Reporting Requirements for Annual Financial Reports of State Agencies and Universities
Notes & Samples
NOTE 17 – Risk Management
Sample (Illustrative, may not tie to exhibits)
Sample Agency is exposed to a variety of civil claims resulting from the performance of its duties. It is agency policy to periodically assess the proper combination of commercial insurance and retention of risk to cover losses to which it may be exposed.
The agency assumes substantially all risks associated with tort and liability claims due to the performance of its duties. Currently there is no purchase of commercial insurance nor is the agency involved in any risk pools with other government entities.

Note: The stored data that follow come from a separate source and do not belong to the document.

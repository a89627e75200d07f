//! 助记词引擎
//!
//! BIP39 助记词的生成、规范化与校验，包括 "valid halfs" 模式：
//! 长助记词的前后两半各自也是合法助记词。
//!
//! 随机源通过 `RngCore + CryptoRng` 注入，生产环境使用操作系统 CSPRNG (`OsRng`)，
//! 测试可以传入固定种子的 `StdRng`。

use bip39::{Language, Mnemonic};
use rand::rngs::OsRng;
use rand::{CryptoRng, RngCore};
use serde::Serialize;
use unicode_normalization::UnicodeNormalization;
use zeroize::Zeroizing;

use crate::error::{HalfSide, MnemonicError};

/// 合法的助记词词数
pub const VALID_MNEMONIC_LENGTHS: [usize; 5] = [12, 15, 18, 21, 24];

/// 规范化结果
#[derive(Debug, Clone, PartialEq, Eq, Serialize)]
pub struct NormalizedMnemonic {
    /// 由熵重新编码得到的规范助记词
    pub phrase: String,
    pub word_count: usize,
    /// 前后两半是否各自为合法助记词（无论是否要求都会计算）
    pub halfs_valid: bool,
}

pub fn is_valid_mnemonic_length(n: usize) -> bool {
    VALID_MNEMONIC_LENGTHS.contains(&n)
}

/// NFKD、小写、去首尾空白、连续空白折叠为单个空格
pub fn canonicalize(value: &str) -> String {
    let decomposed: String = value.to_lowercase().nfkd().collect();
    decomposed.split_whitespace().collect::<Vec<_>>().join(" ")
}

/// 按词数把助记词切成前后两半（奇数词数时右半多一个词）
pub fn split_halfs(phrase: &str) -> (String, String) {
    let words: Vec<&str> = phrase.split_whitespace().collect();
    let (left, right) = words.split_at(words.len() / 2);
    (left.join(" "), right.join(" "))
}

/// 规范化并校验助记词
///
/// # Arguments
/// * `value` - 用户输入
/// * `required_length` - 要求的词数，0 表示不限制
/// * `require_valid_halfs` - 要求前后两半各自合法
pub fn normalize(
    value: &str,
    required_length: usize,
    require_valid_halfs: bool,
) -> Result<NormalizedMnemonic, MnemonicError> {
    // 1. 调用方给出的长度必须先合法
    if required_length > 0 && !is_valid_mnemonic_length(required_length) {
        return Err(MnemonicError::InvalidRequiredLength {
            required: required_length,
        });
    }

    // 2. 规范化
    let canonical = canonicalize(value);
    if canonical.is_empty() {
        return Err(MnemonicError::EmptyInput);
    }

    // 3. 词数
    check_word_count(canonical.split(' ').count(), required_length)?;

    // 4. 解码为熵（未知单词、校验和错误）
    let decoded = Mnemonic::parse_in_normalized(Language::English, &canonical).map_err(|e| {
        MnemonicError::InvalidChecksumOrWord {
            detail: e.to_string(),
        }
    })?;

    // 5. 熵重新编码才是权威输出
    let entropy = Zeroizing::new(decoded.to_entropy());
    let reencoded = Mnemonic::from_entropy_in(Language::English, &entropy).map_err(|e| {
        MnemonicError::InvalidChecksumOrWord {
            detail: e.to_string(),
        }
    })?;
    let phrase = reencoded.to_string();
    let word_count = reencoded.word_count();
    check_word_count(word_count, required_length)?;

    // 6. 两半各自校验
    let (left, right) = split_halfs(&phrase);
    let left = normalize(&left, 0, false);
    let right = normalize(&right, 0, false);
    let halfs_valid = left.is_ok() && right.is_ok();

    if require_valid_halfs {
        if let Err(e) = left {
            return Err(MnemonicError::InvalidHalf {
                side: HalfSide::Left,
                source: Box::new(e),
            });
        }
        if let Err(e) = right {
            return Err(MnemonicError::InvalidHalf {
                side: HalfSide::Right,
                source: Box::new(e),
            });
        }
    }

    Ok(NormalizedMnemonic {
        phrase,
        word_count,
        halfs_valid,
    })
}

fn check_word_count(found: usize, required_length: usize) -> Result<(), MnemonicError> {
    if !is_valid_mnemonic_length(found) {
        return Err(MnemonicError::InvalidWordCount { found });
    }
    if required_length > 0 && found != required_length {
        return Err(MnemonicError::WordCountMismatch {
            required: required_length,
            found,
        });
    }
    Ok(())
}

/// 操作系统是否能提供密码学安全的随机数
pub fn has_strong_randomness() -> bool {
    ensure_strong_randomness(&mut OsRng).is_ok()
}

fn ensure_strong_randomness<R: RngCore + CryptoRng>(rng: &mut R) -> Result<(), MnemonicError> {
    let mut sample = Zeroizing::new([0u8; 32]);
    rng.try_fill_bytes(&mut sample[..])
        .map_err(|e| MnemonicError::WeakRandomSource {
            detail: e.to_string(),
        })
}

/// 使用操作系统 CSPRNG 生成助记词
pub fn generate_mnemonic(
    num_words: usize,
    require_valid_halfs: bool,
) -> Result<String, MnemonicError> {
    generate(&mut OsRng, num_words, require_valid_halfs)
}

/// 生成助记词
///
/// `require_valid_halfs` 时做拒绝采样：反复生成两个半长助记词并拼接，
/// 直到拼接结果整体通过校验和（24 词约 1/256 的概率），不设重试上限。
pub fn generate<R: RngCore + CryptoRng>(
    rng: &mut R,
    num_words: usize,
    require_valid_halfs: bool,
) -> Result<String, MnemonicError> {
    if !is_valid_mnemonic_length(num_words) {
        return Err(MnemonicError::InvalidWordCount { found: num_words });
    }

    ensure_strong_randomness(rng)?;

    if !require_valid_halfs {
        return random_mnemonic(rng, num_words);
    }

    let half = num_words / 2;
    if num_words % 2 != 0 || !is_valid_mnemonic_length(half) {
        return Err(MnemonicError::InvalidHalfWordCount {
            requested: num_words,
            half,
        });
    }

    let mut attempts: u64 = 0;
    loop {
        attempts += 1;
        let left = random_mnemonic(rng, half)?;
        let right = random_mnemonic(rng, half)?;

        match normalize(&format!("{} {}", left, right), 0, false) {
            Ok(normalized) => {
                tracing::debug!(num_words, attempts, "generated mnemonic with valid halfs");
                return Ok(normalized.phrase);
            }
            Err(e) => {
                tracing::trace!(attempts, error = %e, "concatenated halfs rejected");
            }
        }
    }
}

/// 熵长度 = num_words * 32 / 3 位
fn random_mnemonic<R: RngCore + CryptoRng>(
    rng: &mut R,
    num_words: usize,
) -> Result<String, MnemonicError> {
    let mut entropy = Zeroizing::new(vec![0u8; num_words * 4 / 3]);
    rng.try_fill_bytes(&mut entropy[..])
        .map_err(|e| MnemonicError::WeakRandomSource {
            detail: e.to_string(),
        })?;

    Mnemonic::from_entropy_in(Language::English, &entropy)
        .map(|m| m.to_string())
        .map_err(|e| MnemonicError::InvalidChecksumOrWord {
            detail: e.to_string(),
        })
}

#[cfg(test)]
mod tests {
    use rand::rngs::StdRng;
    use rand::SeedableRng;

    use super::*;

    const ZERO_12: &str = "abandon abandon abandon abandon abandon abandon abandon abandon abandon abandon abandon about";

    /// 总是失败的随机源
    struct BrokenRng;

    impl RngCore for BrokenRng {
        fn next_u32(&mut self) -> u32 {
            unreachable!("only try_fill_bytes is used")
        }
        fn next_u64(&mut self) -> u64 {
            unreachable!("only try_fill_bytes is used")
        }
        fn fill_bytes(&mut self, _dest: &mut [u8]) {
            unreachable!("only try_fill_bytes is used")
        }
        fn try_fill_bytes(&mut self, _dest: &mut [u8]) -> Result<(), rand::Error> {
            Err(rand::Error::new(std::io::Error::new(
                std::io::ErrorKind::Unsupported,
                "entropy source unavailable",
            )))
        }
    }

    impl CryptoRng for BrokenRng {}

    #[test]
    fn test_valid_lengths() {
        for n in VALID_MNEMONIC_LENGTHS {
            assert!(is_valid_mnemonic_length(n));
        }
        for n in [0, 6, 9, 11, 13, 25, 48] {
            assert!(!is_valid_mnemonic_length(n));
        }
    }

    #[test]
    fn test_canonicalize() {
        assert_eq!(canonicalize("  Abandon \t\n ABOUT  "), "abandon about");
        // 全角空格在 NFKD 下变为普通空格
        assert_eq!(canonicalize("zoo\u{3000}wrong"), "zoo wrong");
    }

    #[test]
    fn test_normalize_messy_input() {
        let messy = format!("  {}  ", ZERO_12.replace(' ', "   ").to_uppercase());
        let normalized = normalize(&messy, 0, false).unwrap();
        assert_eq!(normalized.phrase, ZERO_12);
        assert_eq!(normalized.word_count, 12);
        // 6 词不是合法长度
        assert!(!normalized.halfs_valid);
    }

    #[test]
    fn test_empty_input() {
        assert_eq!(normalize("", 0, false), Err(MnemonicError::EmptyInput));
        assert_eq!(normalize(" \t\n", 0, false), Err(MnemonicError::EmptyInput));
    }

    #[test]
    fn test_invalid_required_length_checked_first() {
        assert_eq!(
            normalize("", 13, false),
            Err(MnemonicError::InvalidRequiredLength { required: 13 })
        );
    }

    #[test]
    fn test_unknown_word() {
        let phrase = ZERO_12.replace("about", "bitcoinz");
        match normalize(&phrase, 0, false) {
            Err(MnemonicError::InvalidChecksumOrWord { detail }) => assert!(!detail.is_empty()),
            other => panic!("unexpected result: {:?}", other),
        }
    }

    #[test]
    fn test_invalid_half_is_tagged() {
        let err = normalize(ZERO_12, 0, true).unwrap_err();
        assert!(matches!(
            err,
            MnemonicError::InvalidHalf {
                side: HalfSide::Left,
                ..
            }
        ));
    }

    #[test]
    fn test_split_halfs() {
        let (left, right) = split_halfs("a b c d e");
        assert_eq!(left, "a b");
        assert_eq!(right, "c d e");
    }

    #[test]
    fn test_generate_lengths() {
        let mut rng = StdRng::seed_from_u64(7);
        for n in VALID_MNEMONIC_LENGTHS {
            let phrase = generate(&mut rng, n, false).unwrap();
            let normalized = normalize(&phrase, n, false).unwrap();
            assert_eq!(normalized.phrase, phrase);
        }
    }

    #[test]
    fn test_generate_rejects_invalid_word_count() {
        let mut rng = StdRng::seed_from_u64(1);
        assert_eq!(
            generate(&mut rng, 13, false),
            Err(MnemonicError::InvalidWordCount { found: 13 })
        );
    }

    #[test]
    fn test_generate_valid_halfs() {
        let mut rng = StdRng::seed_from_u64(42);
        let phrase = generate(&mut rng, 24, true).unwrap();
        let normalized = normalize(&phrase, 24, true).unwrap();
        assert!(normalized.halfs_valid);
    }

    #[test]
    fn test_generate_is_deterministic_for_seeded_rng() {
        let a = generate(&mut StdRng::seed_from_u64(3), 24, true).unwrap();
        let b = generate(&mut StdRng::seed_from_u64(3), 24, true).unwrap();
        assert_eq!(a, b);
    }

    #[test]
    fn test_generate_invalid_half_word_count() {
        let mut rng = StdRng::seed_from_u64(1);
        for n in [12, 15, 18, 21] {
            assert!(matches!(
                generate(&mut rng, n, true),
                Err(MnemonicError::InvalidHalfWordCount { requested, .. }) if requested == n
            ));
        }
    }

    #[test]
    fn test_weak_random_source() {
        assert!(matches!(
            generate(&mut BrokenRng, 12, false),
            Err(MnemonicError::WeakRandomSource { .. })
        ));
        // 词数检查先于随机源检查
        assert_eq!(
            generate(&mut BrokenRng, 13, false),
            Err(MnemonicError::InvalidWordCount { found: 13 })
        );
    }

    #[test]
    fn test_os_randomness_available() {
        assert!(has_strong_randomness());
        assert_eq!(generate_mnemonic(15, false).unwrap().split(' ').count(), 15);
    }
}
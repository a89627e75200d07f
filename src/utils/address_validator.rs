//! 地址验证模块
//!
//! 统一的地址格式验证：Bitcoin / Ethereum / Tron / Solana

use anyhow::Result;
use sha2::{Digest, Sha256};

use crate::domain::chain_config::Chain;
use crate::domain::derivation::{to_checksum_address, TRON_ADDRESS_PREFIX};
use crate::utils::chain_normalizer;

/// 地址验证器
pub struct AddressValidator;

impl AddressValidator {
    /// 验证地址格式
    ///
    /// # 参数
    /// - `chain`: 链标识符（会自动标准化）
    /// - `address`: 待验证的地址
    ///
    /// # 返回
    /// - Ok(true): 地址有效
    /// - Ok(false): 地址无效
    /// - Err: 不支持的链
    pub fn validate(chain: &str, address: &str) -> Result<bool> {
        let chain = chain_normalizer::normalize_chain_identifier(chain)?;
        Ok(Self::validate_for(chain, address))
    }

    /// 按已解析的链验证
    pub fn validate_for(chain: Chain, address: &str) -> bool {
        match chain {
            Chain::Bitcoin => Self::validate_bitcoin_address(address),
            Chain::Ethereum => Self::validate_evm_address(address),
            Chain::Tron => Self::validate_tron_address(address),
            Chain::Solana => Self::validate_solana_address(address),
        }
    }

    /// 验证EVM地址（支持EIP-55 Checksum）
    fn validate_evm_address(address: &str) -> bool {
        // 1. 基本格式检查
        let hex_part = match address.strip_prefix("0x") {
            Some(hex_part) if hex_part.len() == 40 => hex_part,
            _ => return false,
        };

        // 2. 验证hex字符
        let mut bytes = [0u8; 20];
        if hex::decode_to_slice(hex_part, &mut bytes).is_err() {
            return false;
        }

        // 3. 全小写或全大写不带校验和，混合大小写必须符合 EIP-55
        let has_lower = hex_part.chars().any(|c| c.is_ascii_lowercase());
        let has_upper = hex_part.chars().any(|c| c.is_ascii_uppercase());
        if has_lower && has_upper {
            return to_checksum_address(&bytes) == address;
        }

        true
    }

    /// 验证Tron地址（Base58Check，25字节，版本 0x41）
    fn validate_tron_address(address: &str) -> bool {
        let decoded = match bs58::decode(address).into_vec() {
            Ok(decoded) => decoded,
            Err(_) => return false,
        };

        if decoded.len() != 25 || decoded[0] != TRON_ADDRESS_PREFIX {
            return false;
        }

        let (payload, checksum) = decoded.split_at(21);
        let expected = Sha256::digest(Sha256::digest(payload));
        checksum == &expected[..4]
    }

    /// 验证Solana地址（Base58编码，32字节）
    fn validate_solana_address(address: &str) -> bool {
        // 典型长度：32-44个字符
        if address.len() < 32 || address.len() > 44 {
            return false;
        }

        match bs58::decode(address).into_vec() {
            Ok(decoded) => decoded.len() == 32,
            Err(_) => false,
        }
    }

    /// 验证Bitcoin主网地址（P2PKH / P2SH / Bech32 / Bech32m）
    fn validate_bitcoin_address(address: &str) -> bool {
        use bitcoin::address::NetworkUnchecked;
        use bitcoin::{Address, Network};

        address
            .parse::<Address<NetworkUnchecked>>()
            .map(|unchecked| unchecked.require_network(Network::Bitcoin).is_ok())
            .unwrap_or(false)
    }
}
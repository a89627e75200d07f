//! 配置管理模块
//! 支持从环境变量和配置文件加载配置

use std::path::{Path, PathBuf};

use anyhow::{Context, Result};
use serde::{Deserialize, Serialize};

use crate::domain::mnemonic::is_valid_mnemonic_length;

/// 默认助记词长度
pub const DEFAULT_WORD_COUNT: usize = 15;

const VALID_LEVELS: [&str; 5] = ["trace", "debug", "info", "warn", "error"];
const VALID_FORMATS: [&str; 2] = ["text", "json"];

/// 应用配置结构体
#[derive(Debug, Clone, Default, Serialize, Deserialize)]
pub struct Config {
    #[serde(default)]
    pub mnemonic: MnemonicConfig,
    #[serde(default)]
    pub logging: LoggingConfig,
    #[serde(default)]
    pub output: OutputConfig,
}

/// [`Config::load`] 的结果
#[derive(Debug, Clone)]
pub struct LoadedConfig {
    pub config: Config,
    /// 指定了但不存在的配置文件
    pub missing_file: Option<PathBuf>,
}

/// 助记词生成默认值
#[derive(Debug, Clone, Serialize, Deserialize)]
pub struct MnemonicConfig {
    pub word_count: usize,
    pub valid_halfs: bool,
}

/// 日志配置
#[derive(Debug, Clone, Serialize, Deserialize)]
pub struct LoggingConfig {
    pub level: String,
    pub format: String, // "json" or "text"
}

/// 输出配置
#[derive(Debug, Clone, Serialize, Deserialize)]
pub struct OutputConfig {
    pub format: String, // "json" or "text"
}

impl Default for MnemonicConfig {
    fn default() -> Self {
        Self {
            word_count: std::env::var("CRIPTOOL_WORD_COUNT")
                .ok()
                .and_then(|s| s.parse().ok())
                .unwrap_or(DEFAULT_WORD_COUNT),
            valid_halfs: std::env::var("CRIPTOOL_VALID_HALFS")
                .ok()
                .map(|v| v == "1" || v.eq_ignore_ascii_case("true"))
                .unwrap_or(false),
        }
    }
}

impl Default for LoggingConfig {
    fn default() -> Self {
        Self {
            level: std::env::var("LOG_LEVEL").unwrap_or_else(|_| "warn".into()),
            format: std::env::var("LOG_FORMAT").unwrap_or_else(|_| "text".into()),
        }
    }
}

impl Default for OutputConfig {
    fn default() -> Self {
        Self {
            format: std::env::var("CRIPTOOL_OUTPUT").unwrap_or_else(|_| "text".into()),
        }
    }
}

impl LoggingConfig {
    pub fn is_json(&self) -> bool {
        self.format.eq_ignore_ascii_case("json")
    }
}

impl OutputConfig {
    pub fn is_json(&self) -> bool {
        self.format.eq_ignore_ascii_case("json")
    }
}

impl Config {
    /// 从环境变量加载配置
    pub fn from_env() -> Result<Self> {
        Ok(Self {
            mnemonic: MnemonicConfig::default(),
            logging: LoggingConfig::default(),
            output: OutputConfig::default(),
        })
    }

    /// 从配置文件加载配置
    pub fn from_file<P: AsRef<Path>>(path: P) -> Result<Self> {
        let content = std::fs::read_to_string(path.as_ref())
            .with_context(|| format!("Failed to read config file: {:?}", path.as_ref()))?;

        let config: Config =
            toml::from_str(&content).with_context(|| "Failed to parse config file as TOML")?;

        Ok(config)
    }

    /// 从环境变量和配置文件合并加载（配置文件优先级更高）
    pub fn from_env_and_file<P: AsRef<Path>>(path: Option<P>) -> Result<Self> {
        Self::load(path).map(|loaded| loaded.config)
    }

    /// 同 [`Config::from_env_and_file`]，并返回未找到的配置文件路径。
    /// 加载发生在日志初始化之前，由调用方在日志就绪后再提示。
    pub fn load<P: AsRef<Path>>(path: Option<P>) -> Result<LoadedConfig> {
        let mut loaded = LoadedConfig {
            config: Self::from_env()?,
            missing_file: None,
        };

        if let Some(path) = path {
            if path.as_ref().exists() {
                loaded.config = Self::from_file(path)?;
            } else {
                loaded.missing_file = Some(path.as_ref().to_path_buf());
            }
        }

        Ok(loaded)
    }

    /// 验证配置有效性
    pub fn validate(&self) -> Result<()> {
        let words = self.mnemonic.word_count;
        if !is_valid_mnemonic_length(words) {
            anyhow::bail!(
                "CRIPTOOL_WORD_COUNT must be one of 12, 15, 18, 21, 24 (got {})",
                words
            );
        }

        // 拆半模式要求半长也是合法长度
        if self.mnemonic.valid_halfs && (words % 2 != 0 || !is_valid_mnemonic_length(words / 2)) {
            anyhow::bail!(
                "CRIPTOOL_VALID_HALFS requires a word count whose half is a valid length (got {})",
                words
            );
        }

        if !VALID_LEVELS.contains(&self.logging.level.to_lowercase().as_str()) {
            anyhow::bail!("LOG_LEVEL must be one of: {:?}", VALID_LEVELS);
        }

        if !VALID_FORMATS.contains(&self.logging.format.to_lowercase().as_str()) {
            anyhow::bail!("LOG_FORMAT must be 'json' or 'text'");
        }

        if !VALID_FORMATS.contains(&self.output.format.to_lowercase().as_str()) {
            anyhow::bail!("CRIPTOOL_OUTPUT must be 'json' or 'text'");
        }

        Ok(())
    }
}
//! Domain 模块
//!
//! 助记词引擎与多链地址派生的核心逻辑，不做任何 I/O

pub mod address_deriver;
pub mod chain_config;
pub mod derivation;
pub mod derivation_path_validator;
pub mod mnemonic;

// 重新导出常用类型
pub use address_deriver::{
    derive_address_report, derive_addresses, AddressDeriver, AddressReport, ChainAddresses,
};
pub use chain_config::{
    AddressFormat, Chain, ChainConfig, ChainRegistry, CurveType, DerivationStandard, LabeledPath,
};
pub use derivation::{DerivationStrategy, DerivationStrategyFactory, DerivedAddress};
pub use derivation_path_validator::DerivationPathValidator;
pub use mnemonic::{
    generate, generate_mnemonic, has_strong_randomness, is_valid_mnemonic_length, normalize,
    NormalizedMnemonic, VALID_MNEMONIC_LENGTHS,
};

The agency’s liabilities are reported when it is both probable that a loss has occurred and the amount of that loss can be reasonably estimated. Liabilities include an amount for claims that have been incurred but not reported. Liabilities are reevaluated periodically to consider current settlements, frequency of claims, past experience and economic factors. There were no significant reductions in insurance coverage in the past year and losses did not exceed funding arrangements during the past three years. Changes in the balances of the agency’s claims liabilities during fiscal 20PY and 20CY were:
Beginning Balance | Increases | Decreases | Ending Balance | |
---|---|---|---|---|
20CY | $277,501.90 | $100,000.00 | $(151,400.00) | $226,101.90 |
20PY | $251,905.40 | $125,596.50 | $(100,000.00) | $277,501.90 |
Included in the $226,101.90 are claims of $45,000, representing losses for which the lowest amount in a range of probable losses has been accrued because no amount within that range is a better estimate of loss. These losses could be as high as $90,000.